Some physicists at the time conjectured that grand unification occurs at a very high energy unreachable by any conceivable particle accelerator and that only existed in the very early universe. This seemed to be confirmed when a minimal supersymmetric model projected that the strengths of the three forces of the standard model, which are quite different at current accelerator energies, would come together at a single point nine orders of magnitude above the energy of the LHC. Although this energy is far out of the range of any accelerator, SUSY effects were still expected to appear at the LHC.

So we will have to wait and see what the new data show. If they show nothing--no SUSY or any other hint of new physics--then physicists will have a difficult sell to build the new, higher energy, and even more expensive generation of particle colliders now on drawing boards. This could mark the end of particle accelerator physics.

Of course, it won't mean the end of other branches of physics, which continue to thrive, scientifically if not financially. And it won't mark the end of particle physics either. There are other ways than higher and higher energy colliders to probe the physics at the grand unification scale--most notably, proton decay.

Although protons were not observed to decay with the lifetime predicted by the minimal GUT, they almost certainly must decay at some point. The standard model contains a principle called "baryon number conservation" which says that the total number of baryons in a reaction must remain constant. The proton is a baryon and the antiproton is an anti-baryon. Baryon conservation would say that the number of protons and antiprotons in the universe should be equal. If that were the case in the early universe, then by now there would be none left since they would all have annihilated with one another and we wouldn't be here.

Rather, the protons in the universe outnumber the antiprotons by a billion-to-one. So baryon number conservation had to be broken in the early universe, which also means that the standard model eventually has to give way to some new model, such as a GUT, that allows the violation of baryon number conservation. And this means protons must ultimately be unstable.

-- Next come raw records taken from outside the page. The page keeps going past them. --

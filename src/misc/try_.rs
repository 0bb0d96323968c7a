use std::option::Option as StdOption;
use std::result::Result as StdResult;

use crate::{Err, None, Ok, Option, Result, Some};

/// A value that carries either an ok payload or an error payload.
///
/// Implemented for the types of this crate as well as their `std`
/// counterparts, so fallible computations may return either.
pub trait Try {
    type Ok;
    type Error;

    fn into_result(self) -> Result<Self::Ok, Self::Error>;
    fn from_ok(v: Self::Ok) -> Self;
    fn from_error(v: Self::Error) -> Self;
}

impl<T, E> Try for Result<T, E> {
    type Ok = T;
    type Error = E;

    fn into_result(self) -> Result<T, E> {
        self
    }

    fn from_ok(v: T) -> Self {
        Ok(v)
    }

    fn from_error(v: E) -> Self {
        Err(v)
    }
}

impl<T> Try for Option<T> {
    type Ok = T;
    type Error = ();

    fn into_result(self) -> Result<T, ()> {
        self.ok_or(())
    }

    fn from_ok(v: T) -> Self {
        Some(v)
    }

    fn from_error(_: ()) -> Self {
        None
    }
}

impl<T, E> Try for StdResult<T, E> {
    type Ok = T;
    type Error = E;

    fn into_result(self) -> Result<T, E> {
        self.into()
    }

    fn from_ok(v: T) -> Self {
        StdResult::Ok(v)
    }

    fn from_error(v: E) -> Self {
        StdResult::Err(v)
    }
}

impl<T> Try for StdOption<T> {
    type Ok = T;
    type Error = ();

    fn into_result(self) -> Result<T, ()> {
        let opt: Option<T> = self.into();

        opt.ok_or(())
    }

    fn from_ok(v: T) -> Self {
        StdOption::Some(v)
    }

    fn from_error(_: ()) -> Self {
        StdOption::None
    }
}
use std::iter::FusedIterator;

/* Iter */

/// An iterator over a reference to the contained value of a
/// [`Result`](crate::Result) or [`Option`](crate::Option).
///
/// Yields at most one item.
#[derive(Debug)]
pub struct Iter<'a, T> {
    inner: Option<&'a T>,
}

impl<'a, T> Iter<'a, T> {
    pub(crate) fn new(inner: Option<&'a T>) -> Self {
        Self { inner }
    }
}

impl<'a, T> Clone for Iter<'a, T> {
    fn clone(&self) -> Self {
        Self { inner: self.inner }
    }
}

impl<'a, T> Iterator for Iter<'a, T> {
    type Item = &'a T;

    fn next(&mut self) -> Option<&'a T> {
        self.inner.take()
    }

    fn size_hint(&self) -> (usize, Option<usize>) {
        let n = if self.inner.is_some() { 1 } else { 0 };

        (n, Some(n))
    }
}

impl<'a, T> DoubleEndedIterator for Iter<'a, T> {
    fn next_back(&mut self) -> Option<&'a T> {
        self.inner.take()
    }
}

impl<T> ExactSizeIterator for Iter<'_, T> {}

impl<T> FusedIterator for Iter<'_, T> {}

/* IterMut */

/// An iterator over a mutable reference to the contained value.
#[derive(Debug)]
pub struct IterMut<'a, T> {
    inner: Option<&'a mut T>,
}

impl<'a, T> IterMut<'a, T> {
    pub(crate) fn new(inner: Option<&'a mut T>) -> Self {
        Self { inner }
    }
}

impl<'a, T> Iterator for IterMut<'a, T> {
    type Item = &'a mut T;

    fn next(&mut self) -> Option<&'a mut T> {
        self.inner.take()
    }

    fn size_hint(&self) -> (usize, Option<usize>) {
        let n = if self.inner.is_some() { 1 } else { 0 };

        (n, Some(n))
    }
}

impl<'a, T> DoubleEndedIterator for IterMut<'a, T> {
    fn next_back(&mut self) -> Option<&'a mut T> {
        self.inner.take()
    }
}

impl<T> ExactSizeIterator for IterMut<'_, T> {}

impl<T> FusedIterator for IterMut<'_, T> {}

/* IntoIter */

/// An iterator over the contained value, created by `into_iter`.
#[derive(Clone, Debug)]
pub struct IntoIter<T> {
    inner: Option<T>,
}

impl<T> IntoIter<T> {
    pub(crate) fn new(inner: Option<T>) -> Self {
        Self { inner }
    }
}

impl<T> Iterator for IntoIter<T> {
    type Item = T;

    fn next(&mut self) -> Option<T> {
        self.inner.take()
    }

    fn size_hint(&self) -> (usize, Option<usize>) {
        let n = if self.inner.is_some() { 1 } else { 0 };

        (n, Some(n))
    }
}

impl<T> DoubleEndedIterator for IntoIter<T> {
    fn next_back(&mut self) -> Option<T> {
        self.inner.take()
    }
}

impl<T> ExactSizeIterator for IntoIter<T> {}

impl<T> FusedIterator for IntoIter<T> {}
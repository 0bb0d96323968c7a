mod try_;

pub use try_::Try;
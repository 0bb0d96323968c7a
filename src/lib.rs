//! Tagged `Result` and `Option` types with a fluent combinator API.
//!
//! A [`Result`] is either `Ok` or `Err`; an [`Option`] is either `Some` or
//! `None`. Both can be built from a computation that might panic
//! ([`Result::from`], [`Option::from`]), which turns the panic into a plain
//! value that flows through `map`, `and_then`, `or_else` and friends until it
//! is explicitly unwrapped.
//!
//! ```
//! use fallible::{Err, Ok, Panic, Result};
//!
//! let x = Ok::<i32, &str>(2)
//!     .map(|x| x * 2)
//!     .and_then(|x| if x > 0 { Ok(x) } else { Err("neg") });
//! assert_eq!(4, x.unwrap());
//!
//! let x: Result<i32, Panic> = Result::from(|| "x".parse::<i32>().unwrap());
//! assert!(x.is_err());
//! ```
//!
//! The `async-capture` feature adds `from_future` to both types.

mod core;
mod misc;

pub use self::core::{Err, IntoIter, Iter, IterMut, None, Ok, Option, Panic, Result, Some};
pub use self::misc::Try;
impl<T, E> Result<T, E> {
    /// Runs `f` and wraps its outcome.
    ///
    /// A normal return becomes `Ok`, a panic raised by `f` is caught and
    /// becomes `Err`. This is the only place where unwinding is turned into a
    /// value; the panic does not reach the caller.
    ///
    /// Closures capturing references to interior mutable state are not
    /// [`UnwindSafe`]; wrap them in [`std::panic::AssertUnwindSafe`] if the
    /// state is known to stay consistent.
    ///
    /// ```
    /// use fallible::{Panic, Result};
    ///
    /// let x: Result<u32, Panic> = Result::from(|| 42);
    /// assert!(x.is_ok());
    ///
    /// let x: Result<u32, Panic> = Result::from(|| panic!("boom"));
    /// assert_eq!("boom", x.unwrap_err().to_string());
    /// ```
    #[allow(clippy::should_implement_trait)]
    pub fn from<F>(f: F) -> Self
    where
        F: FnOnce() -> T + UnwindSafe,
        E: From<Panic>,
    {
        capture(f).map_err(<E as From<Panic>>::from).into()
    }

    /// Runs `f`, which reports failure through its return value.
    ///
    /// The error payload of the returned [`Try`] value becomes `Err`, as does
    /// a panic raised by `f`.
    ///
    /// ```
    /// use fallible::Result;
    ///
    /// #[derive(Debug)]
    /// enum Error {
    ///     Parse(std::num::ParseIntError),
    ///     Panic(fallible::Panic),
    /// }
    ///
    /// impl From<std::num::ParseIntError> for Error {
    ///     fn from(err: std::num::ParseIntError) -> Self {
    ///         Self::Parse(err)
    ///     }
    /// }
    ///
    /// impl From<fallible::Panic> for Error {
    ///     fn from(panic: fallible::Panic) -> Self {
    ///         Self::Panic(panic)
    ///     }
    /// }
    ///
    /// let x: Result<i32, Error> = Result::from_fallible(|| "12".parse::<i32>());
    /// assert!(x.contains(&12i32));
    /// ```
    pub fn from_fallible<F, X>(f: F) -> Self
    where
        F: FnOnce() -> X + UnwindSafe,
        X: Try<Ok = T>,
        E: From<X::Error> + From<Panic>,
    {
        match capture(f) {
            std::result::Result::Ok(x) => x.into_result().map_err(<E as From<X::Error>>::from),
            std::result::Result::Err(panic) => Err(<E as From<Panic>>::from(panic)),
        }
    }

    pub fn into_std(self) -> std::result::Result<T, E> {
        match self {
            Ok(v) => std::result::Result::Ok(v),
            Err(e) => std::result::Result::Err(e),
        }
    }

    /* Introspection */

    /// Returns `true` if the result is `Ok`.
    #[inline]
    pub fn is_ok(&self) -> bool {
        matches!(self, Ok(_))
    }

    /// Returns `true` if the result is `Ok` and the value inside of it
    /// matches the predicate.
    #[inline]
    pub fn is_ok_and<F>(&self, f: F) -> bool
    where
        F: FnOnce(&T) -> bool,
    {
        match self {
            Ok(v) => f(v),
            Err(_) => false,
        }
    }

    /// Returns `true` if the result is `Err`.
    #[inline]
    pub fn is_err(&self) -> bool {
        !self.is_ok()
    }

    /// Returns `true` if the result is `Err` and the error inside of it
    /// matches the predicate.
    #[inline]
    pub fn is_err_and<F>(&self, f: F) -> bool
    where
        F: FnOnce(&E) -> bool,
    {
        match self {
            Ok(_) => false,
            Err(e) => f(e),
        }
    }

    /// Returns `true` if the result is an `Ok` value equal to `x`.
    pub fn contains<U>(&self, x: &U) -> bool
    where
        U: PartialEq<T>,
    {
        match self {
            Ok(v) => x == v,
            Err(_) => false,
        }
    }

    /// Returns `true` if the result is an `Err` value equal to `e`.
    pub fn contains_err<F>(&self, e: &F) -> bool
    where
        F: PartialEq<E>,
    {
        match self {
            Ok(_) => false,
            Err(x) => e == x,
        }
    }

    /* Safe extraction */

    /// Returns the success value, or `None` if the result is `Err`.
    pub fn ok(&self) -> Option<&T> {
        match self {
            Ok(v) => Some(v),
            Err(_) => None,
        }
    }

    /// Returns the error value, or `None` if the result is `Ok`.
    pub fn err(&self) -> Option<&E> {
        match self {
            Ok(_) => None,
            Err(e) => Some(e),
        }
    }

    /// Converts into the success value, discarding the error, if any.
    pub fn into_ok(self) -> Option<T> {
        match self {
            Ok(v) => Some(v),
            Err(_) => None,
        }
    }

    /// Converts into the error value, discarding the success value, if any.
    pub fn into_err(self) -> Option<E> {
        match self {
            Ok(_) => None,
            Err(e) => Some(e),
        }
    }

    pub fn as_ref(&self) -> Result<&T, &E> {
        match self {
            Ok(v) => Ok(v),
            Err(e) => Err(e),
        }
    }

    pub fn as_mut(&mut self) -> Result<&mut T, &mut E> {
        match self {
            Ok(v) => Ok(v),
            Err(e) => Err(e),
        }
    }

    /* Transformation */

    /// Maps a `Result<T, E>` to `Result<U, E>` by applying a function to a
    /// contained `Ok` value, leaving an `Err` value untouched.
    #[inline]
    pub fn map<U, F>(self, f: F) -> Result<U, E>
    where
        F: FnOnce(T) -> U,
    {
        match self {
            Ok(v) => Ok(f(v)),
            Err(e) => Err(e),
        }
    }

    /// Returns the provided default (if `Err`), or applies a function to the
    /// contained value (if `Ok`).
    #[inline]
    pub fn map_or<U, F>(self, default: U, f: F) -> U
    where
        F: FnOnce(T) -> U,
    {
        match self {
            Ok(v) => f(v),
            Err(_) => default,
        }
    }

    /// Maps the result to `U` by applying `fallback` to a contained `Err`
    /// value, or `f` to a contained `Ok` value.
    #[inline]
    pub fn map_or_else<U, D, F>(self, fallback: D, f: F) -> U
    where
        D: FnOnce(E) -> U,
        F: FnOnce(T) -> U,
    {
        match self {
            Ok(v) => f(v),
            Err(e) => fallback(e),
        }
    }

    /// Maps a `Result<T, E>` to `Result<T, F>` by applying a function to a
    /// contained `Err` value, leaving an `Ok` value untouched.
    #[inline]
    pub fn map_err<F, O>(self, op: O) -> Result<T, F>
    where
        O: FnOnce(E) -> F,
    {
        match self {
            Ok(v) => Ok(v),
            Err(e) => Err(op(e)),
        }
    }

    /* Inspection */

    /// Calls `f` with a reference to the contained value (if `Ok`).
    #[inline]
    pub fn inspect<F>(self, f: F) -> Self
    where
        F: FnOnce(&T),
    {
        if let Ok(v) = &self {
            f(v);
        }

        self
    }

    /// Calls `f` with a reference to the contained error (if `Err`).
    #[inline]
    pub fn inspect_err<F>(self, f: F) -> Self
    where
        F: FnOnce(&E),
    {
        if let Err(e) = &self {
            f(e);
        }

        self
    }

    /* Iteration */

    /// Returns an iterator over the possibly contained value.
    ///
    /// The iterator yields one value if the result is `Ok`, otherwise none.
    pub fn iter(&self) -> Iter<'_, T> {
        Iter::new(self.ok().into_std())
    }

    pub fn iter_mut(&mut self) -> IterMut<'_, T> {
        IterMut::new(self.as_mut().into_ok().into_std())
    }

    /* Unsafe extraction */

    /// Returns the contained `Ok` value.
    ///
    /// # Panics
    ///
    /// Panics with `msg` as message if the value is an `Err`.
    #[inline]
    #[track_caller]
    pub fn expect(self, msg: &str) -> T {
        match self {
            Ok(v) => v,
            Err(_) => {
                tracing::debug!("called `Result::expect()` on an `Err` value");

                panic!("{}", msg)
            }
        }
    }

    /// Returns the contained `Ok` value.
    ///
    /// # Panics
    ///
    /// Panics if the value is an `Err`. The error itself is used as panic
    /// payload, so code catching the unwind receives the original `E`. An
    /// error of type [`Panic`] resumes the unwind it was captured from.
    ///
    /// `E` has to be `Send + 'static` for this; for other error types use
    /// [`expect`](Result::expect) or [`unwrap_or_else`](Result::unwrap_or_else).
    #[inline]
    pub fn unwrap(self) -> T
    where
        E: Any + Send,
    {
        match self {
            Ok(v) => v,
            Err(e) => {
                tracing::debug!("called `Result::unwrap()` on an `Err` value");

                raise(e)
            }
        }
    }

    /// Returns the contained `Ok` value or the provided default.
    ///
    /// Behaves exactly like [`unwrap_or`](Result::unwrap_or).
    #[inline]
    pub fn unwrap_or_default(self, default: T) -> T {
        self.unwrap_or(default)
    }

    /// Returns the contained `Err` value.
    ///
    /// # Panics
    ///
    /// Panics with `msg` as message if the value is an `Ok`.
    #[inline]
    #[track_caller]
    pub fn expect_err(self, msg: &str) -> E {
        match self {
            Ok(_) => {
                tracing::debug!("called `Result::expect_err()` on an `Ok` value");

                panic!("{}", msg)
            }
            Err(e) => e,
        }
    }

    /// Returns the contained `Err` value.
    ///
    /// # Panics
    ///
    /// Panics with the success value as payload if the value is an `Ok`.
    /// `T` has to be `Send + 'static` for this; otherwise use
    /// [`expect_err`](Result::expect_err).
    #[inline]
    pub fn unwrap_err(self) -> E
    where
        T: Any + Send,
    {
        match self {
            Ok(v) => {
                tracing::debug!("called `Result::unwrap_err()` on an `Ok` value");

                raise(v)
            }
            Err(e) => e,
        }
    }

    /// Returns the contained `Ok` value without checking the variant.
    ///
    /// # Safety
    ///
    /// Calling this on an `Err` is undefined behavior.
    #[inline]
    pub unsafe fn unwrap_unchecked(self) -> T {
        debug_assert!(self.is_ok());

        match self {
            Ok(v) => v,
            Err(_) => unreachable_unchecked(),
        }
    }

    /// Returns the contained `Err` value without checking the variant.
    ///
    /// # Safety
    ///
    /// Calling this on an `Ok` is undefined behavior.
    #[inline]
    pub unsafe fn unwrap_err_unchecked(self) -> E {
        debug_assert!(self.is_err());

        match self {
            Ok(_) => unreachable_unchecked(),
            Err(e) => e,
        }
    }

    /* Chaining */

    /// Returns `res` if the result is `Ok`, otherwise the own `Err` value.
    ///
    /// `res` is evaluated eagerly, use [`and_then`](Result::and_then) to
    /// pass the result of a function call.
    #[inline]
    pub fn and<U>(self, res: Result<U, E>) -> Result<U, E> {
        match self {
            Ok(_) => res,
            Err(e) => Err(e),
        }
    }

    /// Calls `op` if the result is `Ok`, otherwise returns the own `Err`
    /// value.
    #[inline]
    pub fn and_then<U, F>(self, op: F) -> Result<U, E>
    where
        F: FnOnce(T) -> Result<U, E>,
    {
        match self {
            Ok(v) => op(v),
            Err(e) => Err(e),
        }
    }

    /// Returns `res` if the result is `Err`, otherwise the own `Ok` value.
    #[inline]
    pub fn or<F>(self, res: Result<T, F>) -> Result<T, F> {
        match self {
            Ok(v) => Ok(v),
            Err(_) => res,
        }
    }

    /// Calls `op` if the result is `Err`, otherwise returns the own `Ok`
    /// value.
    #[inline]
    pub fn or_else<F, O>(self, op: O) -> Result<T, F>
    where
        O: FnOnce(E) -> Result<T, F>,
    {
        match self {
            Ok(v) => Ok(v),
            Err(e) => op(e),
        }
    }

    /// Returns the contained `Ok` value or the provided default.
    #[inline]
    pub fn unwrap_or(self, default: T) -> T {
        match self {
            Ok(v) => v,
            Err(_) => default,
        }
    }

    /// Returns the contained `Ok` value or computes it from the error.
    #[inline]
    pub fn unwrap_or_else<F>(self, op: F) -> T
    where
        F: FnOnce(E) -> T,
    {
        match self {
            Ok(v) => v,
            Err(e) => op(e),
        }
    }
}
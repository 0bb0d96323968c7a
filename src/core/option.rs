use std::panic::UnwindSafe;

use super::iter::{IntoIter, Iter, IterMut};
use super::panic::capture;
use super::result::Result::{self, Err, Ok};

pub use self::Option::{None, Some};

/// An optional value: either `Some` value or `None`.
///
/// Follows the same rules as [`Result`]: the variant is fixed at
/// construction and combinators return new values.
#[must_use]
#[derive(Clone, Copy, Debug, PartialEq, Eq, PartialOrd, Ord, Hash)]
pub enum Option<T> {
    /// No value
    None,

    /// Some value of type `T`
    Some(T),
}

impl<T> Option<T> {
    /// Runs `f` and wraps its return value in `Some`.
    ///
    /// A panic raised by `f` is caught and yields `None`.
    #[allow(clippy::should_implement_trait)]
    pub fn from<F>(f: F) -> Self
    where
        F: FnOnce() -> T + UnwindSafe,
    {
        match capture(f) {
            std::result::Result::Ok(v) => Some(v),
            std::result::Result::Err(_) => None,
        }
    }

    pub fn into_std(self) -> std::option::Option<T> {
        match self {
            Some(v) => std::option::Option::Some(v),
            None => std::option::Option::None,
        }
    }

    #[inline]
    pub fn is_some(&self) -> bool {
        matches!(self, Some(_))
    }

    /// Returns `true` if the option is a `Some` and the value inside of it
    /// matches the predicate.
    #[inline]
    pub fn is_some_and<F>(&self, f: F) -> bool
    where
        F: FnOnce(&T) -> bool,
    {
        match self {
            Some(v) => f(v),
            None => false,
        }
    }

    #[inline]
    pub fn is_none(&self) -> bool {
        !self.is_some()
    }

    pub fn contains<U>(&self, x: &U) -> bool
    where
        U: PartialEq<T>,
    {
        match self {
            Some(v) => x == v,
            None => false,
        }
    }

    pub fn as_ref(&self) -> Option<&T> {
        match self {
            Some(v) => Some(v),
            None => None,
        }
    }

    pub fn as_mut(&mut self) -> Option<&mut T> {
        match self {
            Some(v) => Some(v),
            None => None,
        }
    }

    /// Returns the contained `Some` value.
    ///
    /// # Panics
    ///
    /// Panics with `msg` as message if the value is `None`.
    #[inline]
    #[track_caller]
    pub fn expect(self, msg: &str) -> T {
        match self {
            Some(v) => v,
            None => {
                tracing::debug!("called `Option::expect()` on a `None` value");

                panic!("{}", msg)
            }
        }
    }

    /// Returns the contained `Some` value.
    ///
    /// # Panics
    ///
    /// Panics if the value is `None`.
    #[inline]
    #[track_caller]
    pub fn unwrap(self) -> T {
        match self {
            Some(v) => v,
            None => {
                tracing::debug!("called `Option::unwrap()` on a `None` value");

                panic!("called `Option::unwrap()` on a `None` value")
            }
        }
    }

    #[inline]
    pub fn unwrap_or(self, default: T) -> T {
        match self {
            Some(v) => v,
            None => default,
        }
    }

    #[inline]
    pub fn unwrap_or_else<F>(self, f: F) -> T
    where
        F: FnOnce() -> T,
    {
        match self {
            Some(v) => v,
            None => f(),
        }
    }

    /// Behaves exactly like [`unwrap_or`](Option::unwrap_or).
    #[inline]
    pub fn unwrap_or_default(self, default: T) -> T {
        self.unwrap_or(default)
    }

    #[inline]
    pub fn map<U, F>(self, f: F) -> Option<U>
    where
        F: FnOnce(T) -> U,
    {
        match self {
            Some(v) => Some(f(v)),
            None => None,
        }
    }

    #[inline]
    pub fn map_or<U, F>(self, default: U, f: F) -> U
    where
        F: FnOnce(T) -> U,
    {
        match self {
            Some(v) => f(v),
            None => default,
        }
    }

    #[inline]
    pub fn map_or_else<U, D, F>(self, default: D, f: F) -> U
    where
        D: FnOnce() -> U,
        F: FnOnce(T) -> U,
    {
        match self {
            Some(v) => f(v),
            None => default(),
        }
    }

    /// Calls `f` with a reference to the contained value (if `Some`).
    #[inline]
    pub fn inspect<F>(self, f: F) -> Self
    where
        F: FnOnce(&T),
    {
        if let Some(v) = &self {
            f(v);
        }

        self
    }

    /// Returns `None` if the option is `None` or `predicate` returns `false`.
    pub fn filter<P>(self, predicate: P) -> Self
    where
        P: FnOnce(&T) -> bool,
    {
        if let Some(v) = self {
            if predicate(&v) {
                return Some(v);
            }
        }

        None
    }

    /// Transforms into a [`Result`], mapping `None` to `Err(err)`.
    #[inline]
    pub fn ok_or<E>(self, err: E) -> Result<T, E> {
        match self {
            Some(v) => Ok(v),
            None => Err(err),
        }
    }

    #[inline]
    pub fn ok_or_else<E, F>(self, err: F) -> Result<T, E>
    where
        F: FnOnce() -> E,
    {
        match self {
            Some(v) => Ok(v),
            None => Err(err()),
        }
    }

    pub fn iter(&self) -> Iter<'_, T> {
        Iter::new(self.as_ref().into_std())
    }

    pub fn iter_mut(&mut self) -> IterMut<'_, T> {
        IterMut::new(self.as_mut().into_std())
    }

    #[inline]
    pub fn and<U>(self, optb: Option<U>) -> Option<U> {
        match self {
            Some(_) => optb,
            None => None,
        }
    }

    #[inline]
    pub fn and_then<U, F>(self, f: F) -> Option<U>
    where
        F: FnOnce(T) -> Option<U>,
    {
        match self {
            Some(v) => f(v),
            None => None,
        }
    }

    #[inline]
    pub fn or(self, optb: Option<T>) -> Option<T> {
        match self {
            Some(v) => Some(v),
            None => optb,
        }
    }

    #[inline]
    pub fn or_else<F>(self, f: F) -> Option<T>
    where
        F: FnOnce() -> Option<T>,
    {
        match self {
            Some(v) => Some(v),
            None => f(),
        }
    }

    /// Returns `Some` if exactly one of `self` and `optb` is `Some`.
    #[inline]
    pub fn xor(self, optb: Option<T>) -> Option<T> {
        match (self, optb) {
            (Some(a), None) => Some(a),
            (None, Some(b)) => Some(b),
            _ => None,
        }
    }
}

impl<T> Option<Option<T>> {
    pub fn flatten(self) -> Option<T> {
        self.and_then(|x| x)
    }
}

// A derive would require `T: Default`.
#[allow(clippy::derivable_impls)]
impl<T> Default for Option<T> {
    fn default() -> Self {
        None
    }
}

impl<T> From<std::option::Option<T>> for Option<T> {
    fn from(opt: std::option::Option<T>) -> Self {
        match opt {
            std::option::Option::Some(v) => Some(v),
            std::option::Option::None => None,
        }
    }
}

impl<T> From<Option<T>> for std::option::Option<T> {
    fn from(opt: Option<T>) -> Self {
        opt.into_std()
    }
}

impl<T> IntoIterator for Option<T> {
    type Item = T;
    type IntoIter = IntoIter<T>;

    fn into_iter(self) -> IntoIter<T> {
        IntoIter::new(self.into_std())
    }
}

impl<'a, T> IntoIterator for &'a Option<T> {
    type Item = &'a T;
    type IntoIter = Iter<'a, T>;

    fn into_iter(self) -> Iter<'a, T> {
        self.iter()
    }
}

impl<'a, T> IntoIterator for &'a mut Option<T> {
    type Item = &'a mut T;
    type IntoIter = IterMut<'a, T>;

    fn into_iter(self) -> IterMut<'a, T> {
        self.iter_mut()
    }
}
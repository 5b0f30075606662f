//! Id/Key Fixer - reconciles synthetic ids with real ones
//!
//! A record can receive a `_no_key_<n>` id at normalization time and only
//! later gain its real primary key, e.g. when a nested parent assigns the
//! foreign key the child is keyed by, or when an auto-increment field is
//! assigned at persist time. This pass re-keys such records and rewrites
//! stale references held in other records' relation fields.

use std::collections::HashMap;

use serde_json::Value;
use tracing::debug;

use crate::error::OrmResult;
use crate::normalize::{NoKeySequence, NormalizedData};
use crate::schema::{index_id, SchemaRegistry, ID_FIELD};

/// Re-key every synthetically-keyed record whose primary key has become
/// derivable, preserving table position, and rewrite references to the old
/// ids. Safe to call repeatedly.
pub fn fix_ids(registry: &SchemaRegistry, data: &mut NormalizedData) -> OrmResult<()> {
    let mut renames: Vec<(String, String, String)> = Vec::new();
    for (entity, table) in data.tables() {
        let key = registry.primary_key(entity)?;
        for (id, record) in table {
            if NoKeySequence::is_synthetic(id) {
                if let Some(real) = index_id(key, record) {
                    renames.push((entity.to_string(), id.clone(), real));
                }
            }
        }
    }
    if renames.is_empty() {
        return Ok(());
    }

    // Synthetic ids are unique across entities, so a flat alias map works.
    let alias: HashMap<String, String> = renames
        .iter()
        .map(|(_, old, new)| (old.clone(), new.clone()))
        .collect();

    for (entity, old, new) in &renames {
        let table = data.table_mut(entity);
        if let Some((index, _, mut record)) = table.shift_remove_full(old) {
            record.insert(ID_FIELD.to_string(), Value::String(new.clone()));
            table.shift_insert(index, new.clone(), record);
        }
    }

    for (_, table) in data.tables_mut() {
        for record in table.values_mut() {
            for value in record.values_mut() {
                rewrite(value, &alias);
            }
        }
    }

    debug!(count = renames.len(), "reconciled synthetic ids");
    Ok(())
}

fn rewrite(value: &mut Value, alias: &HashMap<String, String>) {
    match value {
        Value::String(id) if NoKeySequence::is_synthetic(id) => {
            if let Some(real) = alias.get(id) {
                *id = real.clone();
            }
        }
        Value::Array(items) => {
            for item in items {
                rewrite(item, alias);
            }
        }
        _ => {}
    }
}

Since the proton is heavy compared to all the other non-baryonic particles into which it can decay, such as photons, electrons, muons, neutrinos, pions, kaons, Higgs bosons, . . . there are dozens of possible decay modes. The various grand-unified theories predict different rates for these decay channels, so measuring them would enable physicists to determine the exact nature of the physics that must exist beyond the standard model.

The largest proton-decay experiment currently running is Super-Kamiokande (Super-K) in Japan, which I worked on in the late 90s. It is on the verge of reaching sufficient sensitivity to observe some of the predicted decay modes. A new version 20 times larger called Hyper-K has been proposed by a Japanese collaboration. This is not getting the attention it deserves, with no visible effort by Americans or other nationalities to join in what could turn out to be the most important physics project of the next decade. With the current antiscience mood of Congress there is not much hope it would approve the needed funding.

Besides proton decay, another way to probe the high energies where unified theories apply is with the cosmic microwave background (CMB). Observations of the anisotropy and polarization of the CMB, which have received a lot of attention in recent years, explore the physics of the very early universe. They already seem to be telling us about gravitational waves and the nature of physical processes that resulted in inflation, the exponential expansion of the universe by many orders of magnitude that took place in the first tiny fraction of a second. Even optical astronomy, which looks at only one half of one percent of the mass of the universe, provides information about the other 99.5 percent as well as helping to probe the early universe.

So, even without accelerators, we can still look forward to significant advances in our knowledge of fundamental physics.